Signing Bonus. Where appropriate, in order to recruit and hire valued employees in a highly competitive market, we have paid signing bonuses to select employees, including our NEOs.

Other Compensation.

Our NEOs are eligible for the following benefits on the same basis as all of our other employees.

Employee Medical and Welfare Benefit Plans. All of our eligible employees, including our NEOs, are entitled to the following employee medical and welfare benefit plans: medical, dental and vision care plans; flexible spending accounts for healthcare; life, accidental death and dismemberment and long-term and short-term disability insurance; employee assistance programs (confidential counseling); travel assistance program; benefit advocacy counseling; and paid time off, including vacation and sick leave and paid holidays. In 2006, we paid $264 for the benefit of each NEO per full year representing the premium for term life insurance.

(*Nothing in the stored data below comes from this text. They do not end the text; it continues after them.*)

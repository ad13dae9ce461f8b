use std::str::FromStr;
use std::sync::Arc;

use clap::Subcommand;
use rust_decimal::Decimal;

use crate::error::{EngineError, EngineResult};
use crate::scheduler::Scheduler;
use crate::types::TradingPair;

/// Stand-in for the chat bot's command surface (`add`, `remove`, `list`,
/// `status`, ...). A real chat backend would parse free text into one of
/// these variants before handing it to a [`ControlSurface`]; this enum lets
/// the same dispatch path be driven from the local binary for manual
/// testing.
#[derive(Debug, Clone, Subcommand)]
pub enum CliCommand {
    /// Start tracking a symbol
    Add { symbol: String },
    /// Stop tracking a symbol (history is kept)
    Remove { symbol: String },
    /// List currently tracked symbols
    List,
    /// Scheduler run state and open position count
    Status,
    /// Cash, equity and realized P&L
    Balance,
    /// Most recent closed trades
    Trades {
        #[arg(default_value_t = 10)]
        n: usize,
    },
    /// Resume worker ticks
    Start,
    /// Halt worker ticks
    Stop,
    /// Stop then immediately restart
    Reset,
    /// Bypass the vote threshold and entry filters for one buy
    ForceBuy { symbol: String },
    /// Win/loss breakdown across all tracked symbols
    SignalStats,
    /// Current regime/vote snapshot for one symbol
    SignalAnalysis { symbol: String },
}

/// Chat commands are serialized through the ledger rather than touching
/// scheduler state directly, so `add`/`remove`/`force_buy` issued here are
/// indistinguishable from ones a real chat backend would send.
#[async_trait::async_trait]
pub trait ControlSurface: Send + Sync {
    async fn dispatch(&self, caller_id: &str, command: CliCommand) -> EngineResult<String>;
}

pub struct SchedulerControlSurface {
    scheduler: Arc<Scheduler>,
    owner_id: String,
}

impl SchedulerControlSurface {
    pub fn new(scheduler: Arc<Scheduler>, owner_id: String) -> Self {
        Self { scheduler, owner_id }
    }

    fn parse_symbol(raw: &str) -> EngineResult<TradingPair> {
        TradingPair::from_str(raw).ok_or_else(|| EngineError::ChatInput(format!("unknown symbol: {raw}")))
    }
}

#[async_trait::async_trait]
impl ControlSurface for SchedulerControlSurface {
    async fn dispatch(&self, caller_id: &str, command: CliCommand) -> EngineResult<String> {
        if caller_id != self.owner_id {
            return Err(EngineError::ChatInput(format!("{caller_id} is not authorized to issue commands")));
        }

        match command {
            CliCommand::Add { symbol } => {
                let pair = Self::parse_symbol(&symbol)?;
                self.scheduler.ledger().add_symbol(pair).await?;
                Ok(format!("tracking {pair}"))
            }
            CliCommand::Remove { symbol } => {
                let pair = Self::parse_symbol(&symbol)?;
                self.scheduler.ledger().remove_symbol(pair).await?;
                Ok(format!("stopped tracking {pair}"))
            }
            CliCommand::List => {
                let tracked = self.scheduler.ledger().get_tracked_symbols().await?;
                let active: Vec<String> = tracked.iter().filter(|s| s.active).map(|s| s.symbol.to_string()).collect();
                Ok(if active.is_empty() { "no tracked symbols".to_string() } else { active.join(", ") })
            }
            CliCommand::Status => {
                let status = self.scheduler.controller().status();
                let open = self.scheduler.ledger().get_open_positions().await?;
                Ok(format!("scheduler: {status:?}, open positions: {}", open.len()))
            }
            CliCommand::Balance => {
                let (cash, equity, realized) = self
                    .scheduler
                    .ledger()
                    .load_portfolio_state()
                    .await?
                    .unwrap_or((Decimal::ZERO, Decimal::ZERO, Decimal::ZERO));
                Ok(format!("cash: {cash}, equity: {equity}, realized_pnl: {realized}"))
            }
            CliCommand::Trades { n } => {
                let trades = self.scheduler.ledger().get_closed_trades(None, n).await?;
                if trades.is_empty() {
                    Ok("no closed trades".to_string())
                } else {
                    Ok(trades
                        .iter()
                        .map(|t| format!("{} {:?} qty={} pnl={}", t.symbol, t.reason, t.quantity, t.realized_pnl))
                        .collect::<Vec<_>>()
                        .join("\n"))
                }
            }
            CliCommand::Start => {
                self.scheduler.controller().start().map_err(EngineError::ChatInput)?;
                Ok("scheduler started".to_string())
            }
            CliCommand::Stop => {
                self.scheduler.controller().stop().map_err(EngineError::ChatInput)?;
                Ok("scheduler stopped".to_string())
            }
            CliCommand::Reset => {
                self.scheduler.controller().stop().ok();
                self.scheduler.controller().start().map_err(EngineError::ChatInput)?;
                Ok("scheduler reset".to_string())
            }
            CliCommand::ForceBuy { symbol } => {
                let pair = Self::parse_symbol(&symbol)?;
                self.scheduler.force_buy(pair).await?;
                Ok(format!("force_buy submitted for {pair}"))
            }
            CliCommand::SignalStats => {
                let tracked = self.scheduler.ledger().get_tracked_symbols().await?;
                let mut lines = Vec::new();
                for t in tracked.iter().filter(|s| s.active) {
                    let stats = self.scheduler.ledger().recent_trade_statistics(t.symbol, 50).await?;
                    lines.push(format!(
                        "{}: wins={} losses={} avg_win={:.2}% avg_loss={:.2}%",
                        t.symbol, stats.win_count, stats.loss_count, stats.avg_win_pct, stats.avg_loss_pct
                    ));
                }
                Ok(if lines.is_empty() { "no tracked symbols".to_string() } else { lines.join("\n") })
            }
            CliCommand::SignalAnalysis { symbol } => {
                let pair = Self::parse_symbol(&symbol)?;
                let decision = self.scheduler.signal_analysis(pair).await?;
                Ok(format!(
                    "{}: {:?} regime={:?} votes(buy={},sell={}) reasons=[{}]",
                    pair,
                    decision.kind,
                    decision.regime,
                    decision.votes.buy_votes,
                    decision.votes.sell_votes,
                    decision.reasons.join(", ")
                ))
            }
        }
    }
}

#[cfg(test)]
mod tests {
    use super::*;
    use crate::config::RuntimeConfigManager;
    use crate::exchange::BinanceClient;
    use crate::ledger::PortfolioLedger;
    use crate::notifications::NotificationManager;

    async fn surface() -> SchedulerControlSurface {
        let ledger = Arc::new(PortfolioLedger::new(":memory:").await.unwrap());
        let config = RuntimeConfigManager::new(crate::config::RuntimeConfig::default());
        let exchange: Arc<dyn crate::exchange::Exchange> = Arc::new(BinanceClient::public_only());
        let notifier: Arc<dyn crate::notifications::NotificationSink> = Arc::new(NotificationManager::new());
        let scheduler = Arc::new(Scheduler::new(exchange, ledger, config, notifier));
        SchedulerControlSurface::new(scheduler, "owner".to_string())
    }

    #[tokio::test]
    async fn unauthorized_caller_is_refused() {
        let surface = surface().await;
        let result = surface.dispatch("intruder", CliCommand::List).await;
        assert!(result.is_err());
    }

    #[tokio::test]
    async fn add_then_list_reflects_the_new_symbol() {
        let surface = surface().await;
        surface.dispatch("owner", CliCommand::Add { symbol: "ETHUSDT".to_string() }).await.unwrap();
        let listed = surface.dispatch("owner", CliCommand::List).await.unwrap();
        assert!(listed.contains("ETHUSDT"));
    }

    #[tokio::test]
    async fn remove_drops_symbol_from_list() {
        let surface = surface().await;
        surface.dispatch("owner", CliCommand::Add { symbol: "ETHUSDT".to_string() }).await.unwrap();
        surface.dispatch("owner", CliCommand::Remove { symbol: "ETHUSDT".to_string() }).await.unwrap();
        let listed = surface.dispatch("owner", CliCommand::List).await.unwrap();
        assert!(!listed.contains("ETHUSDT"));
    }

    #[tokio::test]
    async fn unknown_symbol_is_rejected_before_touching_the_ledger() {
        let surface = surface().await;
        let result = surface.dispatch("owner", CliCommand::Add { symbol: "NOTAPAIR".to_string() }).await;
        assert!(result.is_err());
    }
}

401(k) Plan. We maintain a 401(k) Plan that is a defined contribution plan intended to qualify under Section 401(a) of the Internal Revenue Code of 1986, as amended. The 401(k) plan provides for discretionary matching contributions in the form of shares of common stock. For the plan year ending December 31, 2006, our board approved a 50% matching contribution on pretax deferrals made by each participant, subject to certain limitations.

We do not make available to our employees or NEOs non-qualified retirement plans or other pension benefits

Relocation costs. Where appropriate, in order to recruit valued employees from a geographical area outside of our business residence in the San Francisco Bay Area, we have paid for relocation costs for select employees, including executive officers.

Severance and Change in Control Arrangements

We do not currently have employment agreements with any of our named executive officers. In 2006, we entered into executive severance benefits agreements with each of our current executive officers, with the exception of Mr. Walker, which agreements supersede all prior agreements related to severance benefits. We believe that severance agreements are common within our industry among our comparator market and other peer group companies. The executive severance benefits agreements provide for severance payments and benefits in the event we terminate the executive officer’s employment without cause or if the executive resigns for good reason.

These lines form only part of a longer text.